Hemangiosarcoma is one of those cancers that is much too aggressive. It's usually not diagnosed until after a dog collapses and dies. I had so many questions about whether or not to do the intravenous chemo I finally wrote them all down and had a one on one consult with the veterinarian who performed his splenectomy. It boiled down to (i) how far the cancer spread, based on the surgeon's eyewitness report of Barkey's organs, and (ii) whether intravenous chemo for Barkley's type of cancer (hemangio) would cause him undue suffering or increased bad days. We were lucky because the surgeon only found a tiny area of omentum affected, in addition to the spleen, meaning the cancer had not spread to other organs. He also assured me that the drug of choice for treating hemangio, Doxorubicin, was tolerated very well by most dogs and they would blood test Barkley before each of the 5 sessions to make sure he could tolerate a treatment. It was my understanding that dogs handle chemotherapy so much better than humans and do not suffer the same intense side effects, generally. I've read about other dogs' experiences on this forum and I concluded that the type of chemotherapy drug used and the combination of drugs may make a difference in a dog experiencing side effects. It seems to me, just based on what I've read, that dogs undergoing chemotherapy for lymphoma have greater issues with the chemotherapy drugs because a combination of drugs are used and one of them has a reputation for causing nausea...just my impressions though, take it for what it is worth!

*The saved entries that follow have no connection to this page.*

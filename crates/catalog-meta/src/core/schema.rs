//! Definition types for schemas, tables, columns, and data types.
//!
//! These types form the dialect-independent model handed to downstream
//! consumers. Ownership runs database → schema → table → column → data type;
//! the only cross-edge is a data type's reference to the schema defining a
//! user-defined type, which is a shared handle resolved by name against the
//! database root rather than an ownership edge.

use std::fmt;
use std::sync::Arc;

use serde::Serialize;

use super::identifier::QualifiedName;
use super::value::CatalogRow;
use crate::error::Result;

/// A named namespace within a database.
#[derive(Debug, Clone, PartialEq, Eq, Serialize)]
pub struct SchemaDefinition {
    /// Owning database name.
    pub database: String,

    /// Schema name.
    pub name: String,

    /// Schema comment, if any.
    pub comment: Option<String>,
}

impl SchemaDefinition {
    pub fn new(database: impl Into<String>, name: impl Into<String>) -> Self {
        Self {
            database: database.into(),
            name: name.into(),
            comment: None,
        }
    }

    pub fn with_comment(mut self, comment: Option<String>) -> Self {
        self.comment = comment;
        self
    }
}

/// Kind of relation a table definition describes.
#[derive(Debug, Clone, Copy, PartialEq, Eq, Hash, Default, Serialize)]
#[serde(rename_all = "snake_case")]
pub enum TableKind {
    #[default]
    Table,
    View,
    MaterializedView,
    Foreign,
    Partitioned,
}

impl TableKind {
    /// Parse the kind code reported by the catalog queries.
    ///
    /// Accepts PostgreSQL `relkind` letters and SQL Server `sys.objects.type`
    /// codes. Unknown codes map to `Table`.
    pub fn from_code(code: &str) -> Self {
        match code.trim() {
            "v" | "V" => TableKind::View,
            "m" => TableKind::MaterializedView,
            "f" => TableKind::Foreign,
            "p" => TableKind::Partitioned,
            _ => TableKind::Table,
        }
    }
}

/// Identity of a table: the cache key for its column list.
#[derive(Debug, Clone, PartialEq, Eq, Hash, PartialOrd, Ord, Serialize)]
pub struct TableId {
    pub schema: String,
    pub name: String,
}

impl TableId {
    pub fn new(schema: impl Into<String>, name: impl Into<String>) -> Self {
        Self {
            schema: schema.into(),
            name: name.into(),
        }
    }
}

impl fmt::Display for TableId {
    fn fmt(&self, f: &mut fmt::Formatter<'_>) -> fmt::Result {
        write!(f, "{}.{}", self.schema, self.name)
    }
}

/// A named relation within a schema.
///
/// Column lists are not stored here; they are computed on demand and cached
/// by the [`Database`](crate::database::Database) keyed by [`TableId`].
#[derive(Debug, Clone, PartialEq, Eq, Serialize)]
pub struct TableDefinition {
    /// Owning schema name.
    pub schema: String,

    /// Table name.
    pub name: String,

    /// Relation kind.
    pub kind: TableKind,

    /// Table comment, if any.
    pub comment: Option<String>,
}

impl TableDefinition {
    pub fn new(schema: impl Into<String>, name: impl Into<String>) -> Self {
        Self {
            schema: schema.into(),
            name: name.into(),
            kind: TableKind::Table,
            comment: None,
        }
    }

    pub fn id(&self) -> TableId {
        TableId::new(&self.schema, &self.name)
    }

    /// Get the fully qualified table name.
    pub fn full_name(&self) -> String {
        format!("{}.{}", self.schema, self.name)
    }
}

/// How a data type's defining schema was resolved.
///
/// `Unresolved` is a notice, not an error: the type names a schema that has
/// not been scanned, and the consumer decides how to handle it.
#[derive(Debug, Clone, PartialEq, Eq, Serialize)]
#[serde(tag = "status", rename_all = "snake_case")]
pub enum UdtReference {
    /// No defining schema was reported (built-in type).
    BuiltIn,
    /// The defining schema is part of the scanned model.
    Resolved { schema: Arc<SchemaDefinition> },
    /// The defining schema was reported but has not been scanned.
    Unresolved { schema: String },
}

impl UdtReference {
    pub fn is_unresolved(&self) -> bool {
        matches!(self, UdtReference::Unresolved { .. })
    }

    /// The resolved schema, if any.
    pub fn schema(&self) -> Option<&Arc<SchemaDefinition>> {
        match self {
            UdtReference::Resolved { schema } => Some(schema),
            _ => None,
        }
    }
}

/// Canonical type descriptor.
#[derive(Debug, Clone, PartialEq, Eq, Serialize)]
pub struct DataTypeDefinition {
    /// Dialect-native type token (e.g. `varchar`, `int4`, `nvarchar`).
    pub type_name: String,

    /// Declared type as reported by the standard metadata view
    /// (e.g. `character varying`, `ARRAY`, `USER-DEFINED`).
    pub declared_type: String,

    /// Effective character length.
    pub length: Option<i32>,

    /// Numeric precision.
    pub precision: Option<i32>,

    /// Numeric scale.
    pub scale: Option<i32>,

    /// Whether the column allows NULL.
    pub nullable: bool,

    /// Default-value expression as raw text.
    pub default_value: Option<String>,

    /// Uniform `(schema, name)` address of the type.
    pub qualified_name: QualifiedName,

    /// Resolution of the type's defining schema.
    pub udt: UdtReference,

    /// Whether the catalog marks the type as user-defined (enum, composite,
    /// domain, alias type).
    pub user_defined: bool,
}

impl DataTypeDefinition {
    pub fn is_user_defined(&self) -> bool {
        self.user_defined
    }

    pub fn is_array(&self) -> bool {
        self.declared_type.eq_ignore_ascii_case("ARRAY")
    }

    /// Render the type with its length or precision, e.g. `varchar(50)`.
    pub fn display_type(&self) -> String {
        match (self.length, self.precision, self.scale) {
            (Some(len), _, _) if len > 0 => format!("{}({})", self.type_name, len),
            (Some(-1), _, _) => format!("{}(max)", self.type_name),
            (_, Some(p), Some(s)) if is_exact_numeric(&self.type_name) => {
                format!("{}({},{})", self.type_name, p, s)
            }
            _ => self.type_name.clone(),
        }
    }
}

fn is_exact_numeric(type_name: &str) -> bool {
    matches!(
        type_name.to_lowercase().as_str(),
        "numeric" | "decimal"
    )
}

/// One column of a table.
#[derive(Debug, Clone, PartialEq, Eq, Serialize)]
pub struct ColumnDefinition {
    /// Owning table.
    pub table: TableId,

    /// Column name.
    pub name: String,

    /// Ordinal position (1-based, gapless).
    pub ordinal_position: i32,

    /// Column number as stored by the catalog (`attnum`, `column_id`). Keeps
    /// the holes left by dropped columns.
    pub catalog_ordinal: i32,

    /// Column type.
    pub data_type: DataTypeDefinition,

    /// Whether the column is an identity/auto-increment column.
    pub is_identity: bool,

    /// Column comment. `None` means no comment is recorded, which differs
    /// from an empty comment.
    pub comment: Option<String>,
}

/// One column as read from a dialect's catalog, before normalization.
#[derive(Debug, Clone, PartialEq, Eq, Default)]
pub struct RawColumn {
    pub name: String,
    pub ordinal_position: i32,
    /// Catalog column number, when the dialect reports one.
    pub catalog_ordinal: Option<i32>,
    pub declared_type: String,
    pub type_name: String,
    /// Length reported by the standard metadata view.
    pub character_maximum_length: Option<i32>,
    /// Vendor-internal type modifier (PostgreSQL `atttypmod`,
    /// SQL Server `sys.columns.max_length`).
    pub type_modifier: Option<i32>,
    pub numeric_precision: Option<i32>,
    pub numeric_scale: Option<i32>,
    pub is_nullable: bool,
    pub column_default: Option<String>,
    pub udt_schema: Option<String>,
    pub udt_name: Option<String>,
    pub user_defined: bool,
    /// Identity flag reported directly by the catalog, when the vendor has one.
    pub catalog_identity: bool,
    pub comment: Option<String>,
}

impl RawColumn {
    /// Decode a row produced by a dialect's column query.
    ///
    /// Every dialect aliases its result columns to the same names, so a
    /// single decoder serves all of them.
    pub fn from_row(row: &CatalogRow) -> Result<Self> {
        let declared_type = row.require_text("declared_type")?;
        let type_name = row
            .get_text("type_name")?
            .unwrap_or_else(|| declared_type.clone());

        Ok(Self {
            name: row.require_text("column_name")?,
            ordinal_position: row.require_i32("ordinal_position")?,
            catalog_ordinal: row.get_i32("catalog_ordinal")?,
            declared_type,
            type_name,
            character_maximum_length: row.get_i32("character_maximum_length")?,
            type_modifier: row.get_i32("type_modifier")?,
            numeric_precision: row.get_i32("numeric_precision")?,
            numeric_scale: row.get_i32("numeric_scale")?,
            is_nullable: row.get_bool("is_nullable")?.unwrap_or(true),
            column_default: row.get_text("column_default")?,
            udt_schema: row.get_text("udt_schema")?,
            udt_name: row.get_text("udt_name")?,
            user_defined: row.get_bool("user_defined")?.unwrap_or(false),
            catalog_identity: row.get_bool("catalog_identity")?.unwrap_or(false),
            comment: row.get_text("description")?,
        })
    }
}
//! Core traits for dialect-independent catalog introspection.
//!
//! - [`CatalogExecutor`]: runs one catalog statement and returns buffered rows
//! - [`CatalogDialect`]: a vendor's catalog queries and derived-semantics rules
//!
//! A dialect never owns a connection; it is handed an executor per call, so
//! one dialect instance serves every session of that vendor.

use async_trait::async_trait;

use crate::error::Result;
use crate::normalize::LengthRecovery;

use super::schema::{RawColumn, SchemaDefinition, TableDefinition};
use super::value::CatalogRow;

/// Execute catalog SQL and return fully-buffered rows.
///
/// Implementations are all-or-nothing: on any failure (connectivity,
/// permission denial, cancellation) they return a `CatalogAccess` error and
/// no rows.
#[async_trait]
pub trait CatalogExecutor: Send + Sync {
    /// Run a statement with positional text parameters.
    async fn query(&self, sql: &str, params: &[&str]) -> Result<Vec<CatalogRow>>;

    /// Get the dialect identifier this executor speaks (e.g. "postgres").
    fn dialect_name(&self) -> &str;

    /// Close the connection pool.
    async fn close(&self);
}

/// A vendor's catalog query layer.
#[async_trait]
pub trait CatalogDialect: Send + Sync {
    /// Dialect identifier (e.g. "postgres", "mssql").
    fn name(&self) -> &str;

    /// Enumerate the non-system schemas of the database.
    async fn fetch_schemata(
        &self,
        exec: &dyn CatalogExecutor,
        database: &str,
    ) -> Result<Vec<SchemaDefinition>>;

    /// Enumerate the relations of one schema, ordered by name.
    async fn fetch_tables(
        &self,
        exec: &dyn CatalogExecutor,
        schema: &str,
    ) -> Result<Vec<TableDefinition>>;

    /// Fetch one table's raw column rows, ordered by ordinal position.
    async fn fetch_columns(
        &self,
        exec: &dyn CatalogExecutor,
        schema: &str,
        table: &str,
    ) -> Result<Vec<RawColumn>>;

    /// Lowercase prefix of a default expression that invokes a sequence.
    fn identity_marker(&self) -> &str;

    /// Rules for recovering character length from internal type modifiers.
    fn length_recovery(&self) -> LengthRecovery;

    /// Strip vendor decoration from a default expression before the identity
    /// marker is checked. The default trims whitespace only.
    fn unwrap_default<'a>(&self, default: &'a str) -> &'a str {
        default.trim()
    }
}
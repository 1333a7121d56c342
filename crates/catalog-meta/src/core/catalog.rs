//! Dialect registry.
//!
//! The [`DialectRegistry`] maps dialect identifiers to [`CatalogDialect`]
//! implementations. It is explicitly constructed and passed to the session
//! rather than living in a global, so tests can register their own dialects.

use std::collections::HashMap;
use std::sync::Arc;

use crate::error::{CatalogError, Result};

use super::traits::CatalogDialect;

/// Registry of catalog dialects by name.
#[derive(Default)]
pub struct DialectRegistry {
    dialects: HashMap<String, Arc<dyn CatalogDialect>>,
}

impl DialectRegistry {
    /// Create an empty registry.
    pub fn new() -> Self {
        Self::default()
    }

    /// Create a registry with PostgreSQL and SQL Server registered.
    pub fn with_builtins() -> Self {
        use crate::drivers::{MssqlDialect, PostgresDialect};

        let mut registry = Self::new();
        registry.register("postgres", PostgresDialect::new());
        registry.register("mssql", MssqlDialect::new());
        registry
    }

    /// Register a dialect. A later registration under the same name replaces
    /// the earlier one.
    pub fn register(&mut self, name: impl Into<String>, dialect: impl CatalogDialect + 'static) {
        self.register_arc(name, Arc::new(dialect));
    }

    /// Register a shared dialect.
    pub fn register_arc(&mut self, name: impl Into<String>, dialect: Arc<dyn CatalogDialect>) {
        self.dialects.insert(name.into().to_lowercase(), dialect);
    }

    /// Look a dialect up by name or alias.
    pub fn get(&self, name: &str) -> Option<Arc<dyn CatalogDialect>> {
        let key = Self::normalize_name(name)
            .map(str::to_string)
            .unwrap_or_else(|_| name.to_lowercase());
        self.dialects.get(&key).cloned()
    }

    /// Look a dialect up by name, returning an error if not registered.
    pub fn require(&self, name: &str) -> Result<Arc<dyn CatalogDialect>> {
        self.get(name).ok_or_else(|| {
            CatalogError::Config(format!(
                "Unknown database dialect: '{}'. Registered dialects: {}",
                name,
                self.names().join(", ")
            ))
        })
    }

    /// Whether a dialect is registered under `name`.
    pub fn contains(&self, name: &str) -> bool {
        self.get(name).is_some()
    }

    /// Registered dialect names, sorted.
    pub fn names(&self) -> Vec<&str> {
        let mut names: Vec<&str> = self.dialects.keys().map(String::as_str).collect();
        names.sort_unstable();
        names
    }

    /// Get the canonical dialect name for a configured database type.
    ///
    /// - "postgres", "postgresql", "pg" → "postgres"
    /// - "mssql", "sqlserver", "sql_server" → "mssql"
    pub fn normalize_name(db_type: &str) -> Result<&'static str> {
        match db_type.to_lowercase().as_str() {
            "postgres" | "postgresql" | "pg" => Ok("postgres"),
            "mssql" | "sqlserver" | "sql_server" => Ok("mssql"),
            other => Err(CatalogError::Config(format!(
                "Unknown database type: '{}'. Supported types: postgres, mssql",
                other
            ))),
        }
    }
}

impl std::fmt::Debug for DialectRegistry {
    fn fmt(&self, f: &mut std::fmt::Formatter<'_>) -> std::fmt::Result {
        f.debug_struct("DialectRegistry")
            .field("dialects", &self.names())
            .finish()
    }
}

#[cfg(test)]
mod tests {
    use super::*;
    use crate::drivers::PostgresDialect;

    #[test]
    fn test_builtins_registered() {
        let registry = DialectRegistry::with_builtins();
        assert_eq!(registry.names(), vec!["mssql", "postgres"]);
        assert_eq!(registry.require("postgres").unwrap().name(), "postgres");
        assert_eq!(registry.require("mssql").unwrap().name(), "mssql");
    }

    #[test]
    fn test_aliases_resolve() {
        let registry = DialectRegistry::with_builtins();
        for alias in ["pg", "PostgreSQL", "POSTGRES"] {
            assert_eq!(registry.require(alias).unwrap().name(), "postgres");
        }
        for alias in ["sqlserver", "sql_server", "MSSQL"] {
            assert_eq!(registry.require(alias).unwrap().name(), "mssql");
        }
    }

    #[test]
    fn test_unknown_dialect_is_config_error() {
        let registry = DialectRegistry::with_builtins();
        let err = registry.require("oracle").err().unwrap();
        assert!(matches!(err, CatalogError::Config(_)));
        assert!(err.to_string().contains("oracle"));
        assert!(!registry.contains("oracle"));
    }

    #[test]
    fn test_empty_registry() {
        let registry = DialectRegistry::new();
        assert!(registry.names().is_empty());
        assert!(registry.require("postgres").is_err());
    }

    #[test]
    fn test_custom_registration() {
        let mut registry = DialectRegistry::new();
        registry.register("Warehouse", PostgresDialect::new());
        assert!(registry.contains("warehouse"));
        assert!(!registry.contains("postgres"));
    }

    #[test]
    fn test_normalize_name() {
        assert_eq!(DialectRegistry::normalize_name("pg").unwrap(), "postgres");
        assert_eq!(DialectRegistry::normalize_name("SqlServer").unwrap(), "mssql");
        assert!(DialectRegistry::normalize_name("").is_err());
    }
}
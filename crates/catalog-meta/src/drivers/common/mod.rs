//! Shared driver plumbing.

#[cfg(feature = "postgres")]
pub mod tls;

#[cfg(feature = "postgres")]
pub use tls::{make_connector, SslMode};
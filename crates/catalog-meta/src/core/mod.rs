//! Core abstractions for catalog introspection.
//!
//! - [`traits`]: executor and dialect seams
//! - [`schema`]: schema, table, column, and data type definitions
//! - [`value`]: catalog row values and the [`Json`] wrapper
//! - [`identifier`]: qualified names
//! - [`catalog`]: the dialect registry

pub mod catalog;
pub mod identifier;
pub mod schema;
pub mod traits;
pub mod value;

pub use catalog::DialectRegistry;
pub use identifier::{validate_identifier, QualifiedName};
pub use schema::{
    ColumnDefinition, DataTypeDefinition, RawColumn, SchemaDefinition, TableDefinition, TableId,
    TableKind, UdtReference,
};
pub use traits::{CatalogDialect, CatalogExecutor};
pub use value::{CatalogRow, CatalogValue, Json};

We were told that we could always stop it at any point and go with an oral chemotherapy regimine if we believed the side effects were too adverse for him. We elected to do the intravenous chemotherapy--one session, and reassess after each session.

Barkley had zero side effects from the chemotherapy. Zilch, none. In fact he was more energetic and very hungry after each session. I often wondered if they forgot to do it after he got home.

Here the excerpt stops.